In [3]:
import numpy as np
import pandas as pd
import time
import datetime as datetime
from nba_api.stats.endpoints import leaguedashteamstats
from nba_api.stats.endpoints import leaguedashplayerstats

In [45]:
#Team stats
team_stats = leaguedashteamstats.LeagueDashTeamStats(
    season='2025-26',          
    season_type_all_star='Regular Season'
)

#Convert the data to a pandas DataFrame
df = team_stats.get_data_frames()[0]

# Remove TEAM_ID
df = df.drop(columns=['TEAM_ID'], errors='ignore')

# Save the data to a CSV file
print(df.to_csv('team_stats.csv', index=False))


None


In [46]:
#Per game player staticstics
#scraping for points, rebounds, assists, 3 pointers made,steals, blocks, PR, PA, RA, and PRA

print("Fetching player per game stats for 2025-2026 season")
stats = leaguedashplayerstats.LeagueDashPlayerStats(
    season='2025-26',
    season_type_all_star='Regular Season',
    measure_type_detailed_defense='Base',
    per_mode_detailed='PerGame'
)

df = stats.get_data_frames()[0]

#set up for PR, PA, RA, and PRA
df['PTS+REB'] = df['PTS'] + df['REB']
df['PTS+AST'] = df['PTS'] + df['AST']
df['REB+AST'] = df['REB'] + df['AST']
df['PTS+REB+AST'] = df['PTS'] + df['REB'] + df['AST']

#filter for columns
target_columns = [
    'PLAYER_NAME', 
    'TEAM_ABBREVIATION',
    'GP',             
    'MIN',            
    'PTS', 
    'AST', 
    'REB', 
    'FG3M',           
    'STL', 
    'BLK', 
    'PTS+REB', 
    'PTS+AST', 
    'REB+AST', 
    'PTS+REB+AST'
]

final_df = df[target_columns]

#rounding to 1 decimal place
numeric_cols = ['PTS', 'AST', 'REB', 'FG3M', 'STL', 'BLK', 'PTS+REB', 'PTS+AST', 'REB+AST', 'PTS+REB+AST']
final_df[numeric_cols] = final_df[numeric_cols].round(1)

pd.set_option('display.max_columns', None)
pd.set_option('display.width', 1000)

final_df = final_df.sort_values(by='PTS+REB+AST', ascending=False).reset_index(drop=True)

print(final_df.to_csv('NBA_player_stats_25-26.csv', index=False))

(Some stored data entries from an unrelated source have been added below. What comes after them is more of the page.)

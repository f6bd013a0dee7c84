//! Process-wide shutdown signalling.
//!
//! The trigger side owns the only sender of a zero-capacity channel and
//! never sends on it: firing the trigger drops the sender, which wakes
//! every waiter at once with a disconnection. Dropping the last trigger
//! clone has the same effect.

use std::sync::{Arc, Mutex};
use std::time::Duration;

use crossbeam_channel::{bounded, Receiver, RecvTimeoutError, Sender, TryRecvError};

/// Fires shutdown. Cloneable so a signal handler can hold a copy.
#[derive(Debug, Clone)]
pub struct ShutdownTrigger {
    tx: Arc<Mutex<Option<Sender<()>>>>,
}

impl ShutdownTrigger {
    /// Requests shutdown. Idempotent.
    pub fn fire(&self) {
        let mut guard = self.tx.lock().unwrap_or_else(std::sync::PoisonError::into_inner);
        guard.take();
    }
}

/// Observes shutdown. Cheap to clone; one per long-lived loop.
#[derive(Debug, Clone)]
pub struct ShutdownSignal {
    rx: Receiver<()>,
}

impl ShutdownSignal {
    /// Returns true once shutdown has been requested.
    #[must_use]
    pub fn is_triggered(&self) -> bool {
        matches!(self.rx.try_recv(), Err(TryRecvError::Disconnected))
    }

    /// Sleeps for `timeout` unless shutdown is requested first.
    ///
    /// Returns true if shutdown was requested.
    #[must_use]
    pub fn wait_timeout(&self, timeout: Duration) -> bool {
        !matches!(self.rx.recv_timeout(timeout), Err(RecvTimeoutError::Timeout))
    }

    /// Blocks until shutdown is requested.
    pub fn wait(&self) {
        let _ = self.rx.recv();
    }
}

/// Creates a linked trigger/signal pair.
#[must_use]
pub fn channel() -> (ShutdownTrigger, ShutdownSignal) {
    let (tx, rx) = bounded::<()>(0);
    (
        ShutdownTrigger {
            tx: Arc::new(Mutex::new(Some(tx))),
        },
        ShutdownSignal { rx },
    )
}
impl CredentialStore for PersistentCredentialStore {
    fn upsert(&self, record: CredentialRecord) -> Result<(), StoreError> {
        {
            let mut index = self
                .shared
                .credentials
                .write()
                .map_err(|_| lock_err("credentials.upsert"))?;
            self.shared
                .wal
                .append(WalEntryKind::CredentialUpsert(record.clone()))
                .map_err(|e| io_err("WAL append failed", &e))?;
            index.insert(record.credential_id.clone(), record);
        }
        self.shared.maybe_compact();
        Ok(())
    }

    fn remove(&self, id: &CredentialId) -> Result<Option<CredentialRecord>, StoreError> {
        let removed = {
            let mut index = self
                .shared
                .credentials
                .write()
                .map_err(|_| lock_err("credentials.remove"))?;
            if !index.contains_key(id) {
                return Ok(None);
            }
            self.shared
                .wal
                .append(WalEntryKind::CredentialRemove { id: id.clone() })
                .map_err(|e| io_err("WAL append failed", &e))?;
            index.remove(id)
        };
        self.shared.maybe_compact();
        Ok(removed)
    }

    fn lookup(&self, id: &CredentialId) -> Result<Option<CredentialRecord>, StoreError> {
        let index = self
            .shared
            .credentials
            .read()
            .map_err(|_| lock_err("credentials.lookup"))?;
        Ok(index.get(id).cloned())
    }

    fn snapshot(&self) -> Result<Vec<CredentialRecord>, StoreError> {
        let index = self
            .shared
            .credentials
            .read()
            .map_err(|_| lock_err("credentials.snapshot"))?;
        Ok(index.values().cloned().collect())
    }

    fn len(&self) -> Result<usize, StoreError> {
        let index = self
            .shared
            .credentials
            .read()
            .map_err(|_| lock_err("credentials.len"))?;
        Ok(index.len())
    }
}

/// Persistent command ledger handle.
#[derive(Clone)]
pub struct PersistentCommandLedger {
    shared: Arc<Shared>,
}

impl CommandLedger for PersistentCommandLedger {
    fn contains(&self, command_id: &str) -> Result<bool, StoreError> {
        let index = self.shared.ledger.read().map_err(|_| lock_err("ledger.contains"))?;
        Ok(index.contains_key(command_id))
    }

    fn record(&self, command_id: &str, actuated_at: DateTime<Utc>) -> Result<bool, StoreError> {
        {
            let mut index = self.shared.ledger.write().map_err(|_| lock_err("ledger.record"))?;
            if index.contains_key(command_id) {
                return Ok(false);
            }
            self.shared
                .wal
                .append(WalEntryKind::CommandActuated {
                    command_id: command_id.to_string(),
                    actuated_at,
                })
                .map_err(|e| io_err("WAL append failed", &e))?;
            index.insert(command_id.to_string(), actuated_at);
        }
        self.shared.maybe_compact();
        Ok(true)
    }

    fn actuated_at(&self, command_id: &str) -> Result<Option<DateTime<Utc>>, StoreError> {
        let index = self.shared.ledger.read().map_err(|_| lock_err("ledger.actuated_at"))?;
        Ok(index.get(command_id).copied())
    }

    fn prune_before(&self, cutoff: DateTime<Utc>) -> Result<usize, StoreError> {
        let pruned = {
            let mut index = self.shared.ledger.write().map_err(|_| lock_err("ledger.prune"))?;
            if !index.values().any(|at| *at < cutoff) {
                return Ok(0);
            }
            self.shared
                .wal
                .append(WalEntryKind::LedgerPrune { before: cutoff })
                .map_err(|e| io_err("WAL append failed", &e))?;
            let before = index.len();
            index.retain(|_, at| *at >= cutoff);
            before - index.len()
        };
        self.shared.maybe_compact();
        Ok(pruned)
    }

    fn len(&self) -> Result<usize, StoreError> {
        let index = self.shared.ledger.read().map_err(|_| lock_err("ledger.len"))?;
        Ok(index.len())
    }
}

Fetching player per game stats for 2025-2026 season
None


A value is trying to be set on a copy of a slice from a DataFrame.
Try using .loc[row_indexer,col_indexer] = value instead

See the caveats in the documentation: https://pandas.pydata.org/pandas-docs/stable/user_guide/indexing.html#returning-a-view-versus-a-copy
  final_df[numeric_cols] = final_df[numeric_cols].round(1)


In [47]:
#past 10 games stats for teams
print("Fetching past 10 games stats for teams")
team_stats = leaguedashteamstats.LeagueDashTeamStats(
    season='2025-26',
    season_type_all_star='Regular Season',
    last_n_games=5,
    per_mode_detailed='PerGame'
)

df_team_stats = team_stats.get_data_frames()[0]

# Remove TEAM_ID
df_team_stats = df_team_stats.drop(columns=['TEAM_ID'], errors='ignore')

print(df_team_stats.to_csv('NBA_team_stats_25-26_last_5.csv', index=False))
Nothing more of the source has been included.